Task goal
All the data should come back exactly as it was given.

Dataset
==*==

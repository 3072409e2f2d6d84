//! Select command - print the records matching the filters

use super::{Result, prepare_selection};
use crate::cli::SelectionArgs;
use crate::config::MapselConfig;
use crate::output;
use crate::presets::{PresetManager, default_preset_path};
use crate::store::{Library, LibraryWorker};

/// Execute the select command
///
/// # Errors
///
/// Returns `MapselError` if the selection cannot be built or the preset
/// cannot be saved.
pub fn execute(
    worker: &LibraryWorker<Library>,
    config: &MapselConfig,
    args: &SelectionArgs,
    save_preset: Option<&str>,
    preset_desc: Option<&str>,
    quiet: bool,
) -> Result<()> {
    let prepared = prepare_selection(worker, config, args, quiet)?;
    let view = prepared.engine.view();

    let mut current = None;
    for (set, record) in view.records() {
        if !quiet && current != Some(set.id) {
            println!("{}", output::set_heading(set));
            current = Some(set.id);
        }
        println!("{}", output::record_line(set, record, quiet));
    }

    if !quiet {
        println!();
        println!("{}", output::counts_line(prepared.engine.counts()));
    }

    if let Some(name) = save_preset {
        let manager = PresetManager::new(default_preset_path()?);
        manager.create(
            name,
            preset_desc.unwrap_or_default().to_string(),
            prepared.engine.mode(),
            prepared.lines,
        )?;
        if !quiet {
            println!("Saved preset '{name}'");
        }
    }

    Ok(())
}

==*==

Written response
repository 3072409e2f2d6d84
//! Select command - print the records matching the filters

use super::{Result, prepare_selection};
use crate::cli::SelectionArgs;
use crate::config::MapselConfig;
use crate::output;
use crate::presets::{PresetManager, default_preset_path};
use crate::store::{Library, LibraryWorker};

/// Execute the select command
///
/// # Errors
///
/// Returns `MapselError` if the selection cannot be built or the preset
/// cannot be saved.
pub fn execute(
    worker: &LibraryWorker<Library>,
    config: &MapselConfig,
    args: &SelectionArgs,
    save_preset: Option<&str>,
    preset_desc: Option<&str>,
    quiet: bool,
) -> Result<()> {
    let prepared = prepare_selection(worker, config, args, quiet)?;
    let view = prepared.engine.view();

    let mut current = None;
    for (set, record) in view.records() {
        if !quiet && current != Some(set.id) {
            println!("{}", output::set_heading(set));
            current = Some(set.id);
        }
        println!("{}", output::record_line(set, record, quiet));
    }

    if !quiet {
        println!();
        println!("{}", output::counts_line(prepared.engine.counts()));
    }

    if let Some(name) = save_preset {
        let manager = PresetManager::new(default_preset_path()?);
        manager.create(
            name,
            preset_desc.unwrap_or_default().to_string(),
            prepared.engine.mode(),
            prepared.lines,
        )?;
        if !quiet {
            println!("Saved preset '{name}'");
        }
    }

    Ok(())
}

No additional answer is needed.